そう言われてもわからん。いいのか、悪いのかとか知らん。


「い、いいんじゃない?」


「ふーん」


なんだ?

何がふーんなんだ?

私は何かを間違ったか?

というか、私はそう言っても良かったのか?

もう、わからん。


「あー、それだ、紗凪も悩みがあるんじゃなかったっけ?」


ああ、そうだった、私も悩みを聞いて欲しかったんだ。

しかし、今コイツに悩みを聞いてもらうのも、なんだか違うような気がする。


「あー、えーっと、忘れちゃった。
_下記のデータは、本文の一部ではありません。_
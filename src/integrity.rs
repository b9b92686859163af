//! Debug assertion macros and a non-mutating integrity check for the
//! invariants documented in `spec.md` §3 and §4.4.
//!
//! The macros are only active in debug builds (`debug_assert!`), so there
//! is zero overhead in release builds; `check` is a plain function any
//! caller can run regardless of build profile.

use crate::arena::Arena;
use crate::cell::NIL;
use crate::error::LinkedRingError;
use std::collections::HashSet;

// =============================================================================
// INV-CNT-01: Bounded Count
// =============================================================================

/// Assert that `owner_count + data_count + free_count == size`.
///
/// **Invariant**: `spec.md` §3, invariant 2.
///
/// Used in: every mutating `Arena` method, via `LinkedRing`'s post-operation
/// check.
macro_rules! debug_assert_cells_partition_size {
    ($owner_count:expr, $data_count:expr, $free_count:expr, $size:expr) => {
        debug_assert_eq!(
            $owner_count + $data_count + $free_count,
            $size,
            "INV-CNT-01 violated: owner_count {} + data_count {} + free_count {} != size {}",
            $owner_count,
            $data_count,
            $free_count,
            $size
        )
    };
}

// =============================================================================
// INV-SUB-01: Per-owner Circularity
// =============================================================================

/// Assert that walking `next` from an owner's head returns to head after
/// exactly its data count steps, passing through tail on the last step.
///
/// **Invariant**: `spec.md` §3, invariant 3.
macro_rules! debug_assert_sublist_closes_at_tail {
    ($last:expr, $tail:expr) => {
        debug_assert_eq!(
            $last, $tail,
            "INV-SUB-01 violated: sub-list walk did not terminate at its recorded tail"
        )
    };
}

/// Runs the optional diagnostic described in `spec.md` §4.4: for every
/// owner, walk its sub-list and verify termination at its recorded tail and
/// that no cell is shared between two owners; then verify the free list's
/// length accounts for the rest of the arena. Does not mutate the arena.
pub(crate) fn check(arena: &Arena) -> Result<(), LinkedRingError> {
    let size = arena.capacity();
    let mut visited: HashSet<u32> = HashSet::new();

    for &owner_idx in arena.registry_indices() {
        let (_, head, tail) = arena.owner(owner_idx);
        if head == NIL {
            continue;
        }

        let mut cur = head;
        let mut steps = 0usize;
        loop {
            if !visited.insert(cur) {
                return Err(LinkedRingError::Unknown);
            }
            steps += 1;
            if cur == tail {
                break;
            }
            cur = arena.data(cur).1;
            if steps > size {
                // Would only trigger on a corrupted chain that never
                // reaches its recorded tail.
                return Err(LinkedRingError::Unknown);
            }
        }
        debug_assert_sublist_closes_at_tail!(cur, tail);
    }

    let data_count = arena.data_count() as usize;
    let owner_count = arena.owner_count();
    let free_count = arena.free_count() as usize;
    debug_assert_cells_partition_size!(owner_count, data_count, free_count, size);

    if owner_count + data_count + free_count != size {
        return Err(LinkedRingError::Unknown);
    }
    if visited.len() != data_count {
        return Err(LinkedRingError::Unknown);
    }

    Ok(())
}
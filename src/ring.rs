//! The public surface: a fixed arena bound to an externally supplied lock.

use crate::arena::Arena;
use crate::cell::Value;
use crate::config::RingConfig;
use crate::error::LinkedRingError;
use crate::integrity;
use crate::mutex::{NoOpLock, RingLock};

/// A fixed-arena, multi-owner circular buffer.
///
/// Every logical sub-queue is identified by an opaque `owner` id and
/// threaded as a circular sub-list through one shared backing arena (see
/// the crate-level docs). All mutual exclusion is delegated to a
/// caller-supplied [`RingLock`]; the ring itself never blocks except inside
/// that lock.
pub struct LinkedRing {
    arena: Arena,
    lock: Box<dyn RingLock>,
    config: RingConfig,
}

impl LinkedRing {
    /// `Init(size, cells)`: builds a fresh arena of `config.capacity` cells,
    /// bound to a no-op lock. Use [`LinkedRing::with_lock`] to bind a real
    /// one.
    pub fn new(config: RingConfig) -> Result<Self, LinkedRingError> {
        Ok(Self {
            arena: Arena::init(config.capacity)?,
            lock: Box::new(NoOpLock),
            config,
        })
    }

    /// `BindMutex(attr)`: replaces the lock binding.
    pub fn with_lock(mut self, lock: Box<dyn RingLock>) -> Self {
        self.lock = lock;
        self
    }

    /// `Resize(new_size, new_cells)`: rebuilds the arena in place, preserving
    /// every (owner, ordered data sequence) pair. Not concurrent-safe; the
    /// caller must quiesce other access for the duration of the call.
    pub fn resize(&mut self, new_size: usize) -> Result<(), LinkedRingError> {
        self.lock.lock()?;
        let result = self.arena.resize(new_size);
        if result.is_ok() {
            self.config.capacity = new_size;
        }
        self.lock.unlock()?;
        self.check_integrity_in_debug();
        result
    }

    /// `PutHead(arena, value, owner)`: inserts `value` as the new head of
    /// `owner`'s sub-list.
    pub fn put_head(&mut self, owner: Value, value: Value) -> Result<(), LinkedRingError> {
        self.locked(|arena| arena.put_head(owner, value))
    }

    /// `PushTail(arena, value, owner)`: inserts `value` as the new tail of
    /// `owner`'s sub-list.
    pub fn push_tail(&mut self, owner: Value, value: Value) -> Result<(), LinkedRingError> {
        self.locked(|arena| arena.push_tail(owner, value))
    }

    /// `InsertAt(arena, value, owner, index)`: inserts `value` at `index`
    /// within `owner`'s sub-list, clamping to the tail if `index` is past
    /// the current length.
    pub fn insert_at(
        &mut self,
        owner: Value,
        value: Value,
        index: usize,
    ) -> Result<(), LinkedRingError> {
        self.locked(|arena| arena.insert_at(owner, value, index))
    }

    /// `PutStringHead(arena, bytes, owner)`: inserts every byte of `bytes`
    /// as a separate cell, such that reading `owner`'s sub-list back
    /// head-to-tail reproduces `bytes` in order.
    pub fn put_string_head(&mut self, owner: Value, bytes: &[u8]) -> Result<(), LinkedRingError> {
        self.locked(|arena| arena.put_string_head(owner, bytes))
    }

    /// `GetHead(arena, owner) -> value`: removes and returns the head of
    /// `owner`'s sub-list.
    pub fn get_head(&mut self, owner: Value) -> Result<Value, LinkedRingError> {
        self.locked(|arena| arena.get_head(owner))
    }

    /// `PopTail(arena, owner) -> value`: removes and returns the tail of
    /// `owner`'s sub-list.
    pub fn pop_tail(&mut self, owner: Value) -> Result<Value, LinkedRingError> {
        self.locked(|arena| arena.pop_tail(owner))
    }

    /// `PullAt(arena, owner, index) -> value`: removes and returns the
    /// element at `index` within `owner`'s sub-list.
    pub fn pull_at(&mut self, owner: Value, index: usize) -> Result<Value, LinkedRingError> {
        self.locked(|arena| arena.pull_at(owner, index))
    }

    /// `Read(arena, owner) -> value`: peeks the head of `owner`'s sub-list
    /// without removing it.
    pub fn read(&mut self, owner: Value) -> Result<Value, LinkedRingError> {
        self.locked(|arena| arena.read(owner))
    }

    /// `ReadAt(arena, owner, index) -> value`: peeks the element at `index`
    /// within `owner`'s sub-list without removing it.
    pub fn read_at(&mut self, owner: Value, index: usize) -> Result<Value, LinkedRingError> {
        self.locked(|arena| arena.read_at(owner, index))
    }

    /// `ReadString(arena, owner, out_buf) -> byte_count`: copies every
    /// payload of `owner`'s sub-list into `out` as a byte, without removing
    /// them.
    pub fn read_string(&mut self, owner: Value, out: &mut [u8]) -> Result<usize, LinkedRingError> {
        self.locked(|arena| arena.read_string(owner, out))
    }

    /// `CountOwned(arena, owner) -> size`: length of `owner`'s sub-list, or
    /// 0 if `owner` has no record.
    pub fn count_owned(&mut self, owner: Value) -> Result<usize, LinkedRingError> {
        self.locked(|arena| Ok(arena.count_owned(owner)))
    }

    /// `CountLimitedOwned(arena, owner, limit) -> size`: same as
    /// `count_owned`, short-circuiting at `limit`.
    pub fn count_limited_owned(
        &mut self,
        owner: Value,
        limit: usize,
    ) -> Result<usize, LinkedRingError> {
        self.locked(|arena| Ok(arena.count_limited_owned(owner, limit)))
    }

    /// `Count(arena) -> size`: total data cells across every owner.
    pub fn count(&mut self) -> Result<usize, LinkedRingError> {
        self.locked(|arena| Ok(arena.count_all()))
    }

    /// `Available(arena) -> size`: `size - data_count - owner_count`. Does
    /// not take the lock; read-only and racy only in the same sense as any
    /// other snapshot read would be.
    pub fn available(&self) -> usize {
        self.arena.available()
    }

    /// Total arena capacity, as configured.
    pub fn capacity(&self) -> usize {
        self.arena.capacity()
    }

    /// Number of owners currently holding a record in the registry.
    pub fn owner_count(&self) -> usize {
        self.arena.owner_count()
    }

    /// Runs the non-mutating integrity check described in `spec.md` §4.4
    /// and returns `Ok(())` if every invariant holds, `Err(Unknown)`
    /// otherwise. Exposed for callers who want to run it outside of debug
    /// builds; the ring runs it automatically after mutations when
    /// `RingConfig::debug_integrity_checks` is set, but only in debug
    /// builds.
    pub fn check_integrity(&self) -> Result<(), LinkedRingError> {
        integrity::check(&self.arena)
    }

    /// Produces a human-readable, non-mutating dump of the arena's current
    /// structure, mirroring the original's `lr_dump` / `lr_debug_structure_*`
    /// diagnostics.
    pub fn dump(&self) -> String {
        crate::dump::dump(&self.arena)
    }

    fn locked<T>(
        &mut self,
        f: impl FnOnce(&mut Arena) -> Result<T, LinkedRingError>,
    ) -> Result<T, LinkedRingError> {
        self.lock.lock()?;
        let result = f(&mut self.arena);
        self.lock.unlock()?;
        self.check_integrity_in_debug();
        result
    }

    #[cfg(debug_assertions)]
    fn check_integrity_in_debug(&self) {
        if self.config.debug_integrity_checks {
            debug_assert!(
                self.check_integrity().is_ok(),
                "integrity check failed: {}",
                self.dump()
            );
        }
    }

    #[cfg(not(debug_assertions))]
    fn check_integrity_in_debug(&self) {}
}
//! Quantified invariants from the data model, checked against randomly
//! generated operation sequences via `proptest`.

use linked_ring::{LinkedRing, RingConfig};
use proptest::prelude::*;

const CAPACITY: usize = 64;

fn fresh_ring() -> LinkedRing {
    LinkedRing::new(RingConfig::new(CAPACITY, true)).unwrap()
}

proptest! {
    /// `count() + owner_count() + available() == capacity()` after any
    /// sequence of puts and gets, whether they succeed or fail.
    #[test]
    fn count_owner_count_and_available_always_partition_capacity(
        ops in prop::collection::vec((0u64..4, 0u64..1000), 0..200)
    ) {
        let mut r = fresh_ring();
        for (owner, value) in ops {
            if owner % 2 == 0 {
                let _ = r.push_tail(owner, value);
            } else {
                let _ = r.get_head(owner);
            }
            prop_assert_eq!(
                r.count().unwrap() + r.owner_count() + r.available(),
                r.capacity()
            );
        }
    }

    /// For any owner, popping `count_owned(owner)` times returns the values
    /// in the same order they were pushed (FIFO), and leaves the owner with
    /// no record.
    #[test]
    fn push_tail_then_drain_is_fifo(values in prop::collection::vec(0u64..10_000, 1..20)) {
        prop_assume!(values.len() < CAPACITY);
        let mut r = fresh_ring();
        for &v in &values {
            r.push_tail(1, v).unwrap();
        }
        prop_assert_eq!(r.count_owned(1).unwrap(), values.len());

        for &expected in &values {
            prop_assert_eq!(r.get_head(1), Ok(expected));
        }
        prop_assert_eq!(r.count_owned(1).unwrap(), 0);
        prop_assert_eq!(r.owner_count(), 0);
    }

    /// For any owner, popping `count_owned(owner)` times via `put_head` +
    /// `pop_tail` returns the values in push order (LIFO relative to the
    /// stack-like head insertion, read from the tail end).
    #[test]
    fn put_head_then_pop_tail_is_fifo_from_the_tail_end(values in prop::collection::vec(0u64..10_000, 1..20)) {
        prop_assume!(values.len() < CAPACITY);
        let mut r = fresh_ring();
        for &v in &values {
            r.put_head(1, v).unwrap();
        }
        for &expected in &values {
            prop_assert_eq!(r.pop_tail(1), Ok(expected));
        }
        prop_assert_eq!(r.count_owned(1).unwrap(), 0);
    }

    /// Walking `next` from an owner's head returns to head in exactly
    /// `count_owned(owner)` steps, checked indirectly via `read_at` at
    /// every index up to the count succeeding, and the one past it failing.
    #[test]
    fn read_at_covers_exactly_count_owned_indices(values in prop::collection::vec(0u64..1000, 1..20)) {
        prop_assume!(values.len() < CAPACITY);
        let mut r = fresh_ring();
        for &v in &values {
            r.push_tail(9, v).unwrap();
        }
        let n = r.count_owned(9).unwrap();
        prop_assert_eq!(n, values.len());
        for (i, &expected) in values.iter().enumerate() {
            prop_assert_eq!(r.read_at(9, i), Ok(expected));
        }
        prop_assert!(r.read_at(9, n).is_err());
    }

    /// Round-trip: for any byte string not containing a zero byte,
    /// `put_string_head` followed by `read_string` reproduces it exactly.
    #[test]
    fn put_string_head_then_read_string_round_trips(
        bytes in prop::collection::vec(1u8..=255, 1..30)
    ) {
        prop_assume!(bytes.len() < CAPACITY);
        let mut r = fresh_ring();
        r.put_string_head(1, &bytes).unwrap();
        let mut out = vec![0u8; bytes.len() + 1];
        let len = r.read_string(1, &mut out).unwrap();
        prop_assert_eq!(&out[..len], &bytes[..]);
    }

    /// Resize idempotence: resizing to the same capacity preserves every
    /// owner's ordered data sequence and leaves subsequent reads unchanged.
    #[test]
    fn resize_to_same_capacity_preserves_every_owners_sequence(
        values in prop::collection::vec((0u64..4, 0u64..1000), 1..40)
    ) {
        prop_assume!(values.len() < CAPACITY - 4);
        let mut r = fresh_ring();
        for (owner, value) in &values {
            let _ = r.push_tail(*owner, *value);
        }

        let before: Vec<(u64, usize)> = (0..4).map(|o| (o, r.count_owned(o).unwrap())).collect();
        r.resize(CAPACITY).unwrap();
        let after: Vec<(u64, usize)> = (0..4).map(|o| (o, r.count_owned(o).unwrap())).collect();
        prop_assert_eq!(before, after);
    }
}
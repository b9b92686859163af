//! The arena's unit of storage.
//!
//! The original design conflates "cell address" with "cell identity" via raw
//! pointers into one backing array, with each cell's logical state (free,
//! data, or owner record) inferred from which structure currently links to
//! it. Here that's made explicit: cells are indices into a `Vec<Slot>`, and
//! a cell's state is a variant of [`Slot`] rather than something the caller
//! has to track out-of-band.

/// An index into the arena's cell array. `NIL` stands in for a null pointer.
pub type Index = u32;

/// The sentinel for "no cell", used wherever the original used a null
/// pointer: an empty free list, a fresh owner record with no sub-list yet,
/// or the end of a bounded walk.
pub const NIL: Index = u32::MAX;

/// The payload carried by a data cell, or an owner id. Both are
/// pointer-sized unsigned integers per `spec.md` §6; the full `u64` range is
/// valid, with no sentinel reserved by the core.
pub type Value = u64;

/// One cell of the arena, in exactly one of three logical states.
#[derive(Debug, Clone, Copy)]
pub enum Slot {
    /// On the free list. `next` is the next free cell, or `NIL` if this is
    /// the last one.
    Free { next: Index },
    /// Part of some owner's sub-list. `value` is the payload; `next` is the
    /// next cell in that sub-list's circular chain.
    Data { value: Value, next: Index },
    /// An owner record in the registry. `head`/`tail` are this owner's
    /// sub-list endpoints, or both `NIL` if the owner has no data yet.
    Owner { id: Value, head: Index, tail: Index },
}

impl Slot {
    pub(crate) fn as_data(&self) -> Option<(Value, Index)> {
        match *self {
            Slot::Data { value, next } => Some((value, next)),
            _ => None,
        }
    }

    pub(crate) fn as_owner(&self) -> Option<(Value, Index, Index)> {
        match *self {
            Slot::Owner { id, head, tail } => Some((id, head, tail)),
            _ => None,
        }
    }
}
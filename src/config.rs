/// Configuration for a [`crate::LinkedRing`].
#[derive(Debug, Clone, Copy)]
pub struct RingConfig {
    /// Total arena capacity in cells, including whatever owner records end
    /// up living in it. Usable data capacity is always less than this.
    pub capacity: usize,
    /// Run the non-mutating integrity check (`spec.md` §4.4) after every
    /// mutating call, in debug builds only. Has no effect in release builds.
    pub debug_integrity_checks: bool,
}

impl RingConfig {
    /// Creates a new configuration with custom settings.
    ///
    /// # Panics
    ///
    /// Panics if `capacity` is zero.
    pub const fn new(capacity: usize, debug_integrity_checks: bool) -> Self {
        assert!(capacity >= 1, "capacity must be at least 1");

        Self {
            capacity,
            debug_integrity_checks,
        }
    }
}

impl Default for RingConfig {
    fn default() -> Self {
        Self {
            capacity: 256,
            debug_integrity_checks: true,
        }
    }
}

/// A small arena suitable for embedding in resource-constrained environments.
pub const SMALL_CONFIG: RingConfig = RingConfig::new(16, true);

/// A larger arena for bulk buffering, with integrity checks disabled.
pub const LARGE_CONFIG: RingConfig = RingConfig::new(4096, false);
また、思い出したら電話する」


「えー、なにそれ」


「あ、あー、お風呂入らないといけないんだった。じゃあまたね」


「ちょ、ちょっと待って」


きょどきょどとしながら、通話を終わらせようとする。

颯太が何か言っているのが聞こえたが、さっと終了ボタンを押す。


ふー、ふー。変な汗が額に浮かぶ。

何なのか分からないが、心拍数が上がっているのは確かだ。


「はあ、お風呂、入ろ」


てくてく歩いてお風呂場へ、シャワーもそこそこに、さっさと湯舟につかる。

入浴剤で濁ったお風呂は、佳乃さんが入ってから随分と経ったので、もうお湯ではない。


「あー、冷めちゃってるなー、温泉」


温かいお湯を求めて、腕を伸ばし、追い炊きのボタンを押す。